The Defense Advanced Research Projects Agency (DARPA) is soliciting innovative research proposals to develop new high-throughput methods and tools that within thirty days uncovers the sequence of molecular events that underlie the biological effects of any drug, chemical, biologic, or threat agent.
Existing biological methods and tools often require years to identify the primary molecular targets and the complex sequelae that together constitute the molecular mechanism of action of chemicals and biologics. In some cases, the mechanism can involve many hundreds of intracellular molecules and interactions between them. This knowledge is important because a detailed molecular mechanism provides a framework from which threat mitigations or countermeasures might be developed.

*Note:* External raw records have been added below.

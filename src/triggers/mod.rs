//! Trigger system for cross-card abilities.
//!
//! The only cross-card trigger in this game is the faction ally bonus.
//! [`AllyState`] is engine-local: it lives in the rules engine, not in
//! the game state, and is rebuilt from scratch every turn.

pub mod ally;

pub use ally::{AllyState, PendingAlly};
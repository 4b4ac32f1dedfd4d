//! Relative player targeting.
//!
//! Card text says "you" or "your opponent". Abilities store a
//! `PlayerPointer` and resolve it against the acting player at call time.

use serde::{Deserialize, Serialize};

use crate::core::PlayerId;

/// Who an ability affects, relative to the player resolving it.
#[derive(Clone, Copy, Debug, Default, PartialEq, Eq, Hash, Serialize, Deserialize)]
pub enum PlayerPointer {
    #[default]
    Current,
    Opponent,
}

impl PlayerPointer {
    /// The concrete seat this pointer names when `actor` is acting.
    #[must_use]
    pub const fn resolve(self, actor: PlayerId) -> PlayerId {
        match self {
            PlayerPointer::Current => actor,
            PlayerPointer::Opponent => actor.opponent(),
        }
    }
}
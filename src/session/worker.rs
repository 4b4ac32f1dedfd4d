//! State manager worker that owns the authoritative [`GameState`].
//!
//! Receives mutations from [`StateHandle`]s, applies them strictly in
//! arrival order, and publishes a snapshot every time it applies a
//! `GetState`.

use std::sync::Arc;

use tokio::sync::{broadcast, mpsc, oneshot};
use tokio::task::JoinHandle;
use tracing::{debug, trace, warn};

use super::handle::StateHandle;
use crate::core::{GameState, Mutation, ShuffleSource};

/// Commands that can be sent to the state manager.
pub enum Command {
    /// Apply one mutation.
    Apply(Mutation),
    /// Reply with the state once everything queued ahead has been applied.
    Snapshot { reply: oneshot::Sender<GameState> },
}

/// Single consumer of the mutation queue.
pub struct StateManager {
    state: GameState,
    source: ShuffleSource,
    command_rx: mpsc::UnboundedReceiver<Command>,
    snapshot_tx: broadcast::Sender<Arc<GameState>>,
}

impl StateManager {
    pub fn new(
        state: GameState,
        source: ShuffleSource,
        command_rx: mpsc::UnboundedReceiver<Command>,
        snapshot_tx: broadcast::Sender<Arc<GameState>>,
    ) -> Self {
        Self {
            state,
            source,
            command_rx,
            snapshot_tx,
        }
    }

    /// Spawn a manager on the current Tokio runtime.
    ///
    /// The task ends once every handle has been dropped and yields the
    /// final state.
    pub fn spawn(
        state: GameState,
        source: ShuffleSource,
        snapshot_buffer: usize,
    ) -> (StateHandle, JoinHandle<GameState>) {
        let (command_tx, command_rx) = mpsc::unbounded_channel();
        let (snapshot_tx, _) = broadcast::channel(snapshot_buffer.max(1));

        let manager = Self::new(state, source, command_rx, snapshot_tx.clone());
        let task = tokio::spawn(manager.run());

        (StateHandle::new(command_tx, snapshot_tx), task)
    }

    /// Main worker loop.
    pub async fn run(mut self) -> GameState {
        while let Some(command) = self.command_rx.recv().await {
            self.handle_command(command);
        }
        debug!(target: "session::worker", actions = self.state.actions.len(), "state manager stopped");
        self.state
    }

    fn handle_command(&mut self, command: Command) {
        match command {
            Command::Apply(mutation) => self.apply(mutation),
            Command::Snapshot { reply } => {
                let _ = reply.send(self.state.clone());
            }
        }
    }

    fn apply(&mut self, mutation: Mutation) {
        let publish = mutation.is_get_state();
        trace!(target: "session::worker", ?mutation, "applying mutation");

        if let Err(error) = self.state.apply(mutation, &mut self.source) {
            warn!(target: "session::worker", kind = ?error.kind(), %error, "mutation skipped");
        }

        if publish {
            // No subscribers is not an error; the snapshot is simply dropped.
            let _ = self.snapshot_tx.send(Arc::new(self.state.clone()));
        }
    }
}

This knowledge is needed in a timely manner so as to constitute a credible defense and potential deterrent to the use of chemical or biological threat agents. The method or tool should reveal molecular events that occur within milliseconds of exposure, as well as those events that occur hours or days later. The system should be agnostic to the nature of the threat, drug, biologic, or chemical so that known, unknown, synthetic, or emerging threats are equally amenable to study.

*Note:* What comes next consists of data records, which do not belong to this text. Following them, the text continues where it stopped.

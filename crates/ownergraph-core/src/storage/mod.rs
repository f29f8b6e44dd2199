//! Storage layer - SQLite
//!
//! Provides database management and migrations for ownergraph.
//!
//! # Architecture
//!
//! - `database`: Connection pool management and initialization
//! - `migrations`: Schema versioning and automatic migration
//!
//! # Usage
//!
//! ```ignore
//! use ownergraph_core::storage::Database;
//!
//! // In-memory database for tests
//! let db = Database::in_memory().await?;
//!
//! // Or a file-backed one
//! let db = Database::open("graph.db").await?;
//! let repo = db.repository();
//! ```

pub mod database;
pub mod migrations;

pub use database::{Database, DatabaseConfig, default_database_path};
pub use migrations::{CURRENT_VERSION, MigrationStatus, migration_status, run_migrations};
//! Recursive portfolio ingestion
//!
//! Starting from one entity, ask the document source for its holdings,
//! resolve or create each holding, record the ownership edge, enrich the
//! holding and recurse into it. The visited set in [`TraversalContext`]
//! expands each entity at most once per run, so the walk terminates on
//! cyclic ownership.
//!
//! Collaborator failures skip the affected candidate. Store failures abort
//! the run; whatever was written before stays written.

use std::future::Future;
use std::pin::Pin;
use std::sync::Arc;

use tracing::{debug, info, warn};

use crate::error::Result;

use super::collaborator::{Collaborators, HoldingCandidate, Lookup, PortfolioDocument};
use super::entity::{Entity, EntityRole, PortfolioItem};
use super::event::IngestionEvent;
use super::identifier::OrgNumber;
use super::lifecycle::{LabelLifecycle, Promotion, PromotionTrigger};
use super::merge;
use super::registry::EntityRegistry;
use super::repository::OwnershipGraphRepository;
use super::resolver::EntityResolver;
use super::traversal::TraversalContext;

/// Default cap on holdings taken from one document
pub const DEFAULT_MAX_CANDIDATES: usize = 50;

type IngestFuture<'a> = Pin<Box<dyn Future<Output = Result<Vec<PortfolioItem>>> + Send + 'a>>;

/// Walks holdings recursively and writes them into the graph
pub struct PortfolioIngestor<R: OwnershipGraphRepository + ?Sized> {
    registry: EntityRegistry<R>,
    resolver: EntityResolver<R>,
    lifecycle: LabelLifecycle<R>,
    collaborators: Collaborators,
    max_candidates: usize,
}

impl<R: OwnershipGraphRepository + ?Sized> PortfolioIngestor<R> {
    pub fn new(registry: EntityRegistry<R>, collaborators: Collaborators) -> Self {
        let repository = Arc::clone(registry.repository());
        Self {
            resolver: EntityResolver::new(Arc::clone(&repository)),
            lifecycle: LabelLifecycle::new(repository),
            registry,
            collaborators,
            max_candidates: DEFAULT_MAX_CANDIDATES,
        }
    }

    /// Limit how many holdings are taken from one document
    pub fn with_max_candidates(mut self, max: usize) -> Self {
        self.max_candidates = max;
        self
    }

    /// Ingest the holdings of `source_id`, recursing into each holding
    ///
    /// Returns the holdings found at this level only; deeper levels end up
    /// in the holdings' own cached portfolios.
    pub fn ingest_portfolio<'a>(
        &'a self,
        source_id: &'a OrgNumber,
        ctx: &'a mut TraversalContext,
    ) -> IngestFuture<'a> {
        Box::pin(async move {
            if !ctx.visit(source_id) {
                debug!(entity_id = %source_id, "Already expanded in this run");
                return Ok(Vec::new());
            }

            let candidates = self
                .document(source_id, ctx)
                .await
                .map(|d| d.candidates)
                .unwrap_or_default();
            if candidates.is_empty() {
                debug!(entity_id = %source_id, "No holdings found");
                return Ok(Vec::new());
            }

            info!(
                entity_id = %source_id,
                candidates = candidates.len(),
                visited = ctx.visited_count(),
                "Expanding portfolio"
            );

            let mut candidates = candidates;
            let overflow = candidates.split_off(candidates.len().min(self.max_candidates));
            if !overflow.is_empty() {
                warn!(
                    entity_id = %source_id,
                    dropped = overflow.len(),
                    max_candidates = self.max_candidates,
                    "Holding list exceeds the candidate limit"
                );
                for dropped in &overflow {
                    ctx.record(IngestionEvent::candidate_skipped(
                        source_id,
                        &dropped.name,
                        "over the candidate limit",
                    ));
                }
            }

            let mut items = Vec::new();
            for candidate in candidates {
                if let Some(item) = self.ingest_candidate(source_id, candidate, ctx).await? {
                    items.push(item);
                }
            }
            Ok(items)
        })
    }

    async fn ingest_candidate(
        &self,
        source_id: &OrgNumber,
        candidate: HoldingCandidate,
        ctx: &mut TraversalContext,
    ) -> Result<Option<PortfolioItem>> {
        let Some(target) = self.resolve_or_create(source_id, &candidate.name, ctx).await? else {
            return Ok(None);
        };

        if target.entity_id == *source_id {
            debug!(entity_id = %source_id, candidate = %candidate.name, "Skipping self-ownership");
            ctx.record(IngestionEvent::candidate_skipped(
                source_id,
                &candidate.name,
                "resolves to the owner itself",
            ));
            return Ok(None);
        }

        let edge = self
            .registry
            .link(source_id, &target.entity_id, candidate.ownership_pct, ctx)
            .await?;

        if !ctx.is_visited(&target.entity_id) {
            self.enrich(&target, ctx).await?;
        }

        let holdings = self.ingest_portfolio(&target.entity_id, ctx).await?;

        let mut role = target.role();
        if !holdings.is_empty() {
            let promotion = self
                .lifecycle
                .promote(&target.entity_id, PromotionTrigger::OwnsPortfolio)
                .await?;
            if promotion == Promotion::Promoted {
                ctx.record(IngestionEvent::entity_promoted(
                    &target.entity_id,
                    PromotionTrigger::OwnsPortfolio,
                ));
            }
            self.registry
                .repository()
                .sync_portfolio(&target.entity_id)
                .await?;
            role = EntityRole::Fund;
        }

        Ok(Some(
            PortfolioItem::new(target.entity_id.clone(), target.name.clone(), role)
                .with_ownership_pct(edge.share_percentage),
        ))
    }

    /// Resolve a holding by name, falling back to an identifier search
    ///
    /// `None` means the candidate is skipped: no entity is ever created
    /// without a validated organization number.
    async fn resolve_or_create(
        &self,
        source_id: &OrgNumber,
        name: &str,
        ctx: &mut TraversalContext,
    ) -> Result<Option<Entity>> {
        if let Some(mut entity) = self.resolver.resolve(name, None).await?.into_entity() {
            self.registry.remember_alias(&mut entity, name).await?;
            return Ok(Some(entity));
        }

        match self.collaborators.find_identifier(name).await {
            Lookup::Found(id) => {
                let mut entity = self
                    .registry
                    .ensure(&id, name, EntityRole::Company, ctx)
                    .await?;
                self.registry.remember_alias(&mut entity, name).await?;
                Ok(Some(entity))
            }
            Lookup::NotFound => {
                debug!(candidate = %name, "No organization number found");
                ctx.record(IngestionEvent::candidate_skipped(
                    source_id,
                    name,
                    "no organization number found",
                ));
                Ok(None)
            }
            degraded => {
                let reason = degraded.degradation().unwrap_or_default();
                ctx.record(IngestionEvent::collaborator_degraded(
                    Collaborators::WEB,
                    Some(source_id),
                    reason.clone(),
                ));
                ctx.record(IngestionEvent::candidate_skipped(source_id, name, reason));
                Ok(None)
            }
        }
    }

    /// Merge document- and web-derived attributes into an entity
    ///
    /// Runs at most once per entity and run. Returns whether the stored
    /// record changed.
    pub async fn enrich(&self, entity: &Entity, ctx: &mut TraversalContext) -> Result<bool> {
        if !ctx.mark_enriched(&entity.entity_id) {
            return Ok(false);
        }

        let document = self.document(&entity.entity_id, ctx).await;
        let (report_bag, report_text) = match document {
            Some(d) => (d.attributes.normalized(), d.report_text),
            None => Default::default(),
        };

        let web_bag = match self
            .collaborators
            .extract_attributes(&entity.name, &entity.entity_id, report_text.as_deref())
            .await
        {
            Lookup::Found(bag) => bag,
            Lookup::NotFound => Default::default(),
            degraded => {
                ctx.record(IngestionEvent::collaborator_degraded(
                    Collaborators::WEB,
                    Some(&entity.entity_id),
                    degraded.degradation().unwrap_or_default(),
                ));
                Default::default()
            }
        };

        let combined = merge::combine([&report_bag, &web_bag]);
        if combined.is_empty() {
            return Ok(false);
        }

        let mut updated = entity.clone();
        if !updated.absorb(&combined) {
            return Ok(false);
        }
        self.registry.repository().upsert_entity(&updated).await?;

        debug!(entity_id = %entity.entity_id, "Entity enriched");
        ctx.record(IngestionEvent::entity_enriched(&entity.entity_id));
        Ok(true)
    }

    /// Fetch the document for `id` once per run
    async fn document(
        &self,
        id: &OrgNumber,
        ctx: &mut TraversalContext,
    ) -> Option<PortfolioDocument> {
        if let Some(cached) = ctx.cached_document(id) {
            return cached;
        }
        let lookup = self.collaborators.portfolio_document(id).await;
        ctx.cache_document(id, lookup, Collaborators::DOCUMENTS)
    }
}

Innovative proposals will develop general, label-free approaches that do not require prior knowledge of mechanism. Conventional methods that rely on molecule-specific probes may be used only to confirm key molecules or events in the mechanism perceived by the innovated methodology, or to fill in gaps where the newly developed approach is inaccurate or uncertain.

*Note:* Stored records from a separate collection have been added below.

//! LLM integration - OpenRouter API
//!
//! This module provides:
//! - OpenRouter HTTP client for chat completions
//! - Request/response types matching the OpenAI-compatible API
//! - JSON-mode completions used by the extraction collaborators

mod client;
mod types;

pub use client::{JsonCompletion, LlmClient};
pub use types::{
    ChatRequest, ChatResponse, Choice, LlmResponse, Message, MessageRole, Usage,
    extract_json_object,
};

Methods and tools developed under this program must be able to capture molecular events triggered by exposure to challenge compounds. These events typically occur over time frames from milliseconds to days after, and during, exposure to challenge compounds. For example, binding of a signaling molecule or threat agent to a protein is expected to occur on a millisecond time scale, while changes in gene and protein expression typically take place over hours to days.
DARPA anticipates that the Rapid Threat Assessment program will provide up to five years of funding for research and development, divided into a Base Period of no more than 18 months followed by three additional Option Periods up to 14 months each.
The agency will host a Proposer’s Day webinar on May 21, 2013 to provide more information on the program’s vision and objectives. Advanced registration is required.
Specifically excluded for this effort is research that primarily results in evolutionary improvements to the existing state of practice. Further details are available under: Solicitation Number: DARPA-BAA-13-34. The response deadline for white papers is June 6, 2013.